→ Problem: Using the listing that follows, filter out every line lacking the string "injected" and return the rest.

→ Listed records:

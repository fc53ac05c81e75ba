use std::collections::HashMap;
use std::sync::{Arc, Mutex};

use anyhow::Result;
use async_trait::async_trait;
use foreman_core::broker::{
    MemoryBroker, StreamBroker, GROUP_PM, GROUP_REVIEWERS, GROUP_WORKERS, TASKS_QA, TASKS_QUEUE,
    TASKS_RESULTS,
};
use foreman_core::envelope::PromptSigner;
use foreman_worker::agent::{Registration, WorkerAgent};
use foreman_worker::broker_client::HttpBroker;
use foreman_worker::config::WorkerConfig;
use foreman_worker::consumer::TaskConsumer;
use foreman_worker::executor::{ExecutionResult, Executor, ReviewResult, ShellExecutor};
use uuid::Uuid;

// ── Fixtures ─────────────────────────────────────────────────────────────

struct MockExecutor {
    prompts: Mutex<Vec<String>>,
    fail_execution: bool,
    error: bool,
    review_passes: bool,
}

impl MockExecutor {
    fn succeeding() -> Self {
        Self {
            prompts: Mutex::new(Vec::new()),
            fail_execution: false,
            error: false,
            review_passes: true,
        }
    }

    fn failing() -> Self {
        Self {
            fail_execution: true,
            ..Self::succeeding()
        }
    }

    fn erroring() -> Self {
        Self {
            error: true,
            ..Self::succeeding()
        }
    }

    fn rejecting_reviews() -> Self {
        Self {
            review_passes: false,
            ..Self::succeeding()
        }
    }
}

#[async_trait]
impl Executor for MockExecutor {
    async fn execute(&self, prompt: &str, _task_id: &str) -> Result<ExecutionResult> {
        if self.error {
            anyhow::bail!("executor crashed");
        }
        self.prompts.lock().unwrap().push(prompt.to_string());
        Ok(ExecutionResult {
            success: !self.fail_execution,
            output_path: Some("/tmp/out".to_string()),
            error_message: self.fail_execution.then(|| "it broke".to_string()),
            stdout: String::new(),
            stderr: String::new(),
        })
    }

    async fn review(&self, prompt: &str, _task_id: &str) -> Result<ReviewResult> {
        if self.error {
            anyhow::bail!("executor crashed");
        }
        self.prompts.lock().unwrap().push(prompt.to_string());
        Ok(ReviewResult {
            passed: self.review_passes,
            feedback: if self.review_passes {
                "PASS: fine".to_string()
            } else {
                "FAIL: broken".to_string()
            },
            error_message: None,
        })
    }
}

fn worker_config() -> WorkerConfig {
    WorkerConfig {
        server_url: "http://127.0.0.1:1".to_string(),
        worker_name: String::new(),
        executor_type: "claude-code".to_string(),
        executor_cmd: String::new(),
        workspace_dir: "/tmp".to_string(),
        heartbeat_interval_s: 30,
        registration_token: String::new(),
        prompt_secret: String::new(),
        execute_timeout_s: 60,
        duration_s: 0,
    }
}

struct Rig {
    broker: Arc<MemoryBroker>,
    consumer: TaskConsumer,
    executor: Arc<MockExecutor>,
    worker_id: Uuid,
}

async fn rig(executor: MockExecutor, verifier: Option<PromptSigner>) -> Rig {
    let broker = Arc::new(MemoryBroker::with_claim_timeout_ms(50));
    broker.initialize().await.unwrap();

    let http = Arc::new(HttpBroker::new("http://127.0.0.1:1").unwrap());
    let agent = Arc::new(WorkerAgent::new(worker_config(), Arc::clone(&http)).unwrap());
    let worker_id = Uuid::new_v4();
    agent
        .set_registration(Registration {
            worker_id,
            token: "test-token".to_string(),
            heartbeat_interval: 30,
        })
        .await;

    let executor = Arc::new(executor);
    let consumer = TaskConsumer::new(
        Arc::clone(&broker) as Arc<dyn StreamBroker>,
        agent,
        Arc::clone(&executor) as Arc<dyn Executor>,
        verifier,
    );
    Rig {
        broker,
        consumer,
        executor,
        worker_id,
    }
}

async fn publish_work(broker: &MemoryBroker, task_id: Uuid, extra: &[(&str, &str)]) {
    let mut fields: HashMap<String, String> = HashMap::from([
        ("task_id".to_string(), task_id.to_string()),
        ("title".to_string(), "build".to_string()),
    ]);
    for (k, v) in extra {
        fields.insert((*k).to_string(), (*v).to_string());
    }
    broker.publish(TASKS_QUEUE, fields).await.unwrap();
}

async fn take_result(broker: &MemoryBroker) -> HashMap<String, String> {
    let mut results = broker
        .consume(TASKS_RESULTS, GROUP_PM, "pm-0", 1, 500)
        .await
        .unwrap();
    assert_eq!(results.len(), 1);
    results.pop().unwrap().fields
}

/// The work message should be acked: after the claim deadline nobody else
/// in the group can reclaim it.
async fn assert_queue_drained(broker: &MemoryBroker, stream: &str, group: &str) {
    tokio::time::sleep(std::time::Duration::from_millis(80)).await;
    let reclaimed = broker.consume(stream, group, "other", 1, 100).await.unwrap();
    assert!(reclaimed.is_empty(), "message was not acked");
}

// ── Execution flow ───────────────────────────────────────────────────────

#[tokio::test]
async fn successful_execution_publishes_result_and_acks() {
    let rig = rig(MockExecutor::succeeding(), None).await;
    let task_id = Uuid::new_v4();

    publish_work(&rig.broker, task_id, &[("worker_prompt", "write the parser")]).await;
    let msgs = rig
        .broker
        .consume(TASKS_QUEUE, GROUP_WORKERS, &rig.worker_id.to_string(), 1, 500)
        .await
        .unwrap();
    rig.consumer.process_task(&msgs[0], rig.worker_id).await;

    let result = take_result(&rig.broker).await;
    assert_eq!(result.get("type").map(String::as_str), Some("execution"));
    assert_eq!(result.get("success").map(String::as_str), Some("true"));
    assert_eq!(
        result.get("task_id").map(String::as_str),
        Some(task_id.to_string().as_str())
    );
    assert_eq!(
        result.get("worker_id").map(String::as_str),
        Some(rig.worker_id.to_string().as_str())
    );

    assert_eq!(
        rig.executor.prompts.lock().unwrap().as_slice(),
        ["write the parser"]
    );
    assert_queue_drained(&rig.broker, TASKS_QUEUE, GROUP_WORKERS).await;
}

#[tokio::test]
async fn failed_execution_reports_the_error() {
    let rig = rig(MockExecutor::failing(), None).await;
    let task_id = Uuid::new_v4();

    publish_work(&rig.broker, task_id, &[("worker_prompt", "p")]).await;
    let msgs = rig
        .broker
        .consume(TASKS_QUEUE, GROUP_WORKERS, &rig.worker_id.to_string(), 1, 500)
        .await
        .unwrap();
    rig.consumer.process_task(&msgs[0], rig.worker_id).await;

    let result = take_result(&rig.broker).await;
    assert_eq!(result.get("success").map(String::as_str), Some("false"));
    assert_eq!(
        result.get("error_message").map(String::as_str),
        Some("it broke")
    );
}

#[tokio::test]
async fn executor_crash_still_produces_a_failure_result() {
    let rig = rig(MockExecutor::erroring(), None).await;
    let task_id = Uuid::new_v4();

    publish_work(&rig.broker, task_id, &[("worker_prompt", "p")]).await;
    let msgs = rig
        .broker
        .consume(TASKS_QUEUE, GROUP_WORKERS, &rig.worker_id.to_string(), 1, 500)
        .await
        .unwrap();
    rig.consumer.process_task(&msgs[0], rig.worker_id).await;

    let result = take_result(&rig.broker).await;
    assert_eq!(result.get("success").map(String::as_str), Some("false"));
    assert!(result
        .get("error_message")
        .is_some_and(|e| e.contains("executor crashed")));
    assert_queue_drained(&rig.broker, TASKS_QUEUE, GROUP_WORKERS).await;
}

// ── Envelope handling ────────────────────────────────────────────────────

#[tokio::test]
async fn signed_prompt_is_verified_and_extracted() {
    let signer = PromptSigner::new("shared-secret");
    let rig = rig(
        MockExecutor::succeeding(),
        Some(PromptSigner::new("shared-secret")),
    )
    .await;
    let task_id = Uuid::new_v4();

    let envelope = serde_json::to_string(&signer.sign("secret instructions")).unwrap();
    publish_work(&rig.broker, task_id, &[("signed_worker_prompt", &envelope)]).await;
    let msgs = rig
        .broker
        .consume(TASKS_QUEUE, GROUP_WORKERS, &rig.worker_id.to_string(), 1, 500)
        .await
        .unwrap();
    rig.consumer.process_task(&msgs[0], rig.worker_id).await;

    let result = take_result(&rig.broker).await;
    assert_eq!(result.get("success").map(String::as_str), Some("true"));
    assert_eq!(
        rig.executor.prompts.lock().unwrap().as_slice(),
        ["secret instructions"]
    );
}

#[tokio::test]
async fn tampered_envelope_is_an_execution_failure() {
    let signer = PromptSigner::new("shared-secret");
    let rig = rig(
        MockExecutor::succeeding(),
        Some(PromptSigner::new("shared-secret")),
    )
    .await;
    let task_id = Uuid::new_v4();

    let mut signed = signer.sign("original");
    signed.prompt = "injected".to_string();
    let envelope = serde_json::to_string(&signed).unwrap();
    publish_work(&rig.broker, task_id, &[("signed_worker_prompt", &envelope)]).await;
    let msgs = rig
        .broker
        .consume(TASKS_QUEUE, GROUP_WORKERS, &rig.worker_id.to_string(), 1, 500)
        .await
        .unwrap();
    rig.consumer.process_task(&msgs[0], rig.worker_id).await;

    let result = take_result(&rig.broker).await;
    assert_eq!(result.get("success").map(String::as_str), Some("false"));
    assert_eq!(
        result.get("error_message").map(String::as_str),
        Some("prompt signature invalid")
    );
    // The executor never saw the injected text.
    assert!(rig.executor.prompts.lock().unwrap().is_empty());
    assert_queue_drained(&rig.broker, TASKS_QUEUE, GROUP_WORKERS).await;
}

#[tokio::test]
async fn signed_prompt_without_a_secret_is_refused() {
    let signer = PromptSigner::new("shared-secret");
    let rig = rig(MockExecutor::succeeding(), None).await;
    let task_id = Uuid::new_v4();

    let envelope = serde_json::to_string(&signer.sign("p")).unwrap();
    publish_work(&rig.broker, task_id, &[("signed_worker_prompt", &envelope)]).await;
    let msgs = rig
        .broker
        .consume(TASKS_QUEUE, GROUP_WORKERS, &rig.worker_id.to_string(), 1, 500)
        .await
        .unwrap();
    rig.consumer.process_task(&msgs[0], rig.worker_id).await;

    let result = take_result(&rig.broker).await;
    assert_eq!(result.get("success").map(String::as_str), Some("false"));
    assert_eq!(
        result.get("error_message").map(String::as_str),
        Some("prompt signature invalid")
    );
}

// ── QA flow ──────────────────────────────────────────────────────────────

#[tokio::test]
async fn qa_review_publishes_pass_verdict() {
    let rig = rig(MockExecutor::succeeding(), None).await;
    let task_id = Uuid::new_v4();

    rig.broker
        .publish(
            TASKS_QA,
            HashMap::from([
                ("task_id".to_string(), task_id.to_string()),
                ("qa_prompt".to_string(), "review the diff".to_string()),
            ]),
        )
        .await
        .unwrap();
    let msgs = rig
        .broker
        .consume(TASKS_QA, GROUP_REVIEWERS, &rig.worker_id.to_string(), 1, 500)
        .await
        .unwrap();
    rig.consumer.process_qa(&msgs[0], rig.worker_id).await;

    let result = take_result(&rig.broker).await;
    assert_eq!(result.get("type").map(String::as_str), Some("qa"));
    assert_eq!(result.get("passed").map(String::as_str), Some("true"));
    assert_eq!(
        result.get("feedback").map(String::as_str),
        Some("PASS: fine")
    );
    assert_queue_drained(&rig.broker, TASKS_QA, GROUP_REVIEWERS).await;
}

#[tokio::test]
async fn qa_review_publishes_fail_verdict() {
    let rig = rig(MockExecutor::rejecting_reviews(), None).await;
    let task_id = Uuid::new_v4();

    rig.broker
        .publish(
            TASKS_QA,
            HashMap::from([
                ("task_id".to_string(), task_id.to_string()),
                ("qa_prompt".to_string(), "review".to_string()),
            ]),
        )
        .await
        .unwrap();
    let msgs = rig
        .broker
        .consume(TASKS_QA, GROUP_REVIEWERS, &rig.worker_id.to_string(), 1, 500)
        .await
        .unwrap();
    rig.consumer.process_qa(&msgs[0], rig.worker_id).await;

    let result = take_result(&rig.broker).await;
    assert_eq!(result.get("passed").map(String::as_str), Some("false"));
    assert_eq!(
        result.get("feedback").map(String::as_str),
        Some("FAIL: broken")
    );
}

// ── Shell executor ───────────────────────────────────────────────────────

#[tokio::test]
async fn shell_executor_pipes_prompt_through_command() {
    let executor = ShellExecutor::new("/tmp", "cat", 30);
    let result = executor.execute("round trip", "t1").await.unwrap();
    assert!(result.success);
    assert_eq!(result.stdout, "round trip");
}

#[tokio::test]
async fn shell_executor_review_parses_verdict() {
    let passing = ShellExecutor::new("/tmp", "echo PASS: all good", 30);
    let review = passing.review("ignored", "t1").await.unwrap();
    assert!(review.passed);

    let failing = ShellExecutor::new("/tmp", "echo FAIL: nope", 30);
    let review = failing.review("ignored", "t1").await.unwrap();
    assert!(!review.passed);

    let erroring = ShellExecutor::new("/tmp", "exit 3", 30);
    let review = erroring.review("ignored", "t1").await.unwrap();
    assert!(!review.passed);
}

--

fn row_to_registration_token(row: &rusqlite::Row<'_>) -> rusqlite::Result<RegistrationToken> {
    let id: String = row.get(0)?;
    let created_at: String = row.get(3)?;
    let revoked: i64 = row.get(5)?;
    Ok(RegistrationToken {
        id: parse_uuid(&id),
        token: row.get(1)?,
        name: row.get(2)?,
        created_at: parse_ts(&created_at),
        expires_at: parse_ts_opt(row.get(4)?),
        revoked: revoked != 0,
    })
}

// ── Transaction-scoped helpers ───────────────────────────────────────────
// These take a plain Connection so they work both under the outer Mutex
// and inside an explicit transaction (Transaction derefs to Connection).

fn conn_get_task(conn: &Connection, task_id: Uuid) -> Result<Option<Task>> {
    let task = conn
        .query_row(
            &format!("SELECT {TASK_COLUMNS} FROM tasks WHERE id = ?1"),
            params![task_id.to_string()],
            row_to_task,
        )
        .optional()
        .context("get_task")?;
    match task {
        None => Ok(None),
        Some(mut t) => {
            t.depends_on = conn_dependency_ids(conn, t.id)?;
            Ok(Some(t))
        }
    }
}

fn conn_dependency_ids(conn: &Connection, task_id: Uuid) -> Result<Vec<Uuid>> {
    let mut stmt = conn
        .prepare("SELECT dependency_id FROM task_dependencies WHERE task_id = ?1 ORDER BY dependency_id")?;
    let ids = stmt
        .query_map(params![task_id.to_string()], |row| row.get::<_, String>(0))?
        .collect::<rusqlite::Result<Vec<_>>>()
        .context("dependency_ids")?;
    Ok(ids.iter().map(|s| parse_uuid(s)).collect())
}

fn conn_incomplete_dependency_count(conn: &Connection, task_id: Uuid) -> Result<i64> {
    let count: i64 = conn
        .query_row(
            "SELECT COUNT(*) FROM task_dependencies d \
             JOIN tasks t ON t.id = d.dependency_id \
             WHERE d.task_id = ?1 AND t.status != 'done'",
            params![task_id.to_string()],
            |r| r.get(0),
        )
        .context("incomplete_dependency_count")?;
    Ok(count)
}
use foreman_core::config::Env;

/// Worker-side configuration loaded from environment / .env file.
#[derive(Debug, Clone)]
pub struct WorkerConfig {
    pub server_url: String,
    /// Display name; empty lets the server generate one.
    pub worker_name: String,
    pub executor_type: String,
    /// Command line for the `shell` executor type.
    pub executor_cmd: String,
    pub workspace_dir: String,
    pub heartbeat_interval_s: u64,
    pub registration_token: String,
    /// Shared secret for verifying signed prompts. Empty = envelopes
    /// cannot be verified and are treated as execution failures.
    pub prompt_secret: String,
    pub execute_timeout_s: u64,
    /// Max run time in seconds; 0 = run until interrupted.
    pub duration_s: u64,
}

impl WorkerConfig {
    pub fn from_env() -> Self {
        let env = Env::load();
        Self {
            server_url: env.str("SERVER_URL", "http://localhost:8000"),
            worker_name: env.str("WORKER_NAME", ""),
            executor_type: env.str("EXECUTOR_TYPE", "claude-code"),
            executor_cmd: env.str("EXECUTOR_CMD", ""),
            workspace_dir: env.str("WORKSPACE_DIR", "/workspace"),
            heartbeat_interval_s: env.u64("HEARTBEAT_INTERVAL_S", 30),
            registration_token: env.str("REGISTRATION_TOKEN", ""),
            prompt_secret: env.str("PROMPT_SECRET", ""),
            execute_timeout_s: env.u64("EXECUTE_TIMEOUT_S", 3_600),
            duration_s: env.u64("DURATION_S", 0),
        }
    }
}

→ Output of the task:
    signed.prompt = "injected".to_string();
    // The executor never saw the injected text.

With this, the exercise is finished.